EMAP cytokine expression in developing retinas of normal and retinal degeneration (rd) mutant mice

Abstract

Endothelial-monocyte-activating polypeptide (EMAP) is a proinflammatory cytokine and a mediator of programmed endothelial cell death. To gain insight into its possible functions during retinal development and degeneration, the cellular distribution of EMAP protein was compared in control and retinal degeneration ( rd) mice. EMAP immunoreactivity was confined to the ganglion cell layer (GCL) and the inner nuclear layer (INL). There were significant differences in the intensity of EMAP labeling in the GCL and the INL when comparing control and rd mouse retinas. Rd retinas contain much more EMAP immunoreactivity in the GCL and the INL than the control retinas at postnatal day 14, which is the time point immediately after the onset of the degeneration of the rd retina.

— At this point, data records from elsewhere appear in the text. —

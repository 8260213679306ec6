//! Unified result type

use super::error::AppError;

/// Result type for application-level operations
pub type AppResult<T> = Result<T, AppError>;
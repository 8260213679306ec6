//! Basket Store Module
//!
//! Key/value persistence for session baskets, keyed by the client-chosen
//! basket id. Checkout consumes the basket (see `crate::orders`).

pub mod storage;

pub use storage::{BasketStorage, StorageError, StorageResult};
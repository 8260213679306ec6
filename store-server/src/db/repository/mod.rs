//! Repository Module
//!
//! Typed store traits plus the SurrealDB-backed repositories implementing
//! them. One trait per entity, composed through explicit dependency
//! injection in [`crate::core::ServerState`] — there is deliberately no
//! runtime type-keyed repository registry.

pub mod delivery_method;
pub mod memory;
pub mod order;
pub mod payment;
pub mod product;

// Re-exports
pub use delivery_method::DeliveryMethodRepository;
pub use order::OrderRepository;
pub use payment::PaymentRepository;
pub use product::ProductRepository;

use async_trait::async_trait;
use surrealdb::Surreal;
use surrealdb::engine::local::Db;
use thiserror::Error;

use crate::db::models::{
    CustomerBasket, DeliveryMethod, Order, OrderStatus, Payment, Product,
};

/// Repository error types
#[derive(Debug, Error)]
pub enum RepoError {
    #[error("Not found: {0}")]
    NotFound(String),

    #[error("Database error: {0}")]
    Database(String),

    #[error("Validation error: {0}")]
    Validation(String),
}

impl From<surrealdb::Error> for RepoError {
    fn from(err: surrealdb::Error) -> Self {
        RepoError::Database(err.to_string())
    }
}

/// Result type for repository operations
pub type RepoResult<T> = Result<T, RepoError>;

// =============================================================================
// ID Convention: 全栈统一使用 "table:id" 格式
// =============================================================================
//
// 外部 ID 一律是字符串，可带或不带表前缀；仓库层用 record_key 归一化。

/// Strip the `table:` prefix from an id if present
pub fn record_key<'a>(table: &str, id: &'a str) -> &'a str {
    id.strip_prefix(table)
        .and_then(|rest| rest.strip_prefix(':'))
        .unwrap_or(id)
}

// =============================================================================
// Store Traits
// =============================================================================

/// Read access to the authoritative product catalog
#[async_trait]
pub trait ProductStore: Send + Sync {
    async fn get_by_id(&self, id: &str) -> RepoResult<Option<Product>>;
}

/// Read access to the delivery methods on offer
#[async_trait]
pub trait DeliveryMethodStore: Send + Sync {
    async fn get_by_id(&self, id: &str) -> RepoResult<Option<DeliveryMethod>>;
    async fn find_all(&self) -> RepoResult<Vec<DeliveryMethod>>;
}

/// Order persistence. Orders are append-only apart from `status`.
#[async_trait]
pub trait OrderStore: Send + Sync {
    async fn get_by_id(&self, id: &str) -> RepoResult<Option<Order>>;
    /// Buyer-scoped lookup: returns the order only when it belongs to the
    /// given buyer email
    async fn find_for_buyer(&self, id: &str, buyer_email: &str) -> RepoResult<Option<Order>>;
    async fn find_all_for_buyer(&self, buyer_email: &str) -> RepoResult<Vec<Order>>;
    async fn add(&self, order: Order) -> RepoResult<Order>;
    /// Persist a new status. Returns false when the order does not exist.
    async fn set_status(&self, id: &str, status: OrderStatus) -> RepoResult<bool>;
}

/// Payment record persistence (write-once)
#[async_trait]
pub trait PaymentStore: Send + Sync {
    async fn add(&self, payment: Payment) -> RepoResult<Payment>;
}

/// Basket store keyed by the client-chosen basket id
#[async_trait]
pub trait BasketStore: Send + Sync {
    async fn get(&self, basket_id: &str) -> RepoResult<Option<CustomerBasket>>;
    async fn put(&self, basket: &CustomerBasket) -> RepoResult<()>;
    /// Returns false when no basket was stored under the id
    async fn delete(&self, basket_id: &str) -> RepoResult<bool>;
}

// =============================================================================
// Base Repository
// =============================================================================

/// Base repository with database reference
#[derive(Clone)]
pub struct BaseRepository {
    db: Surreal<Db>,
}

impl BaseRepository {
    pub fn new(db: Surreal<Db>) -> Self {
        Self { db }
    }

    pub fn db(&self) -> &Surreal<Db> {
        &self.db
    }
}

Histopathologic examination showed no significant abnormalities in the GCL and INL in the rd mouse, despite a great degree of photoreceptor cell death from P12 to P18. Light and electron microscopic studies immunolocalize EMAP protein to the cytoplasm of retinal ganglion cells, amacrine cells, and horizontal cells. The data suggests that EMAP is synthesized and accumulated as an intracellular precursor protein that has a functional role in translation and protein synthesis as a cofactor for tRNA synthetase. The increased expression of EMAP precursor levels in rd mouse retina may reflect the enhanced rate of translation and protein synthesis in the production of endogenous factors that promote survival in the GCL and INL.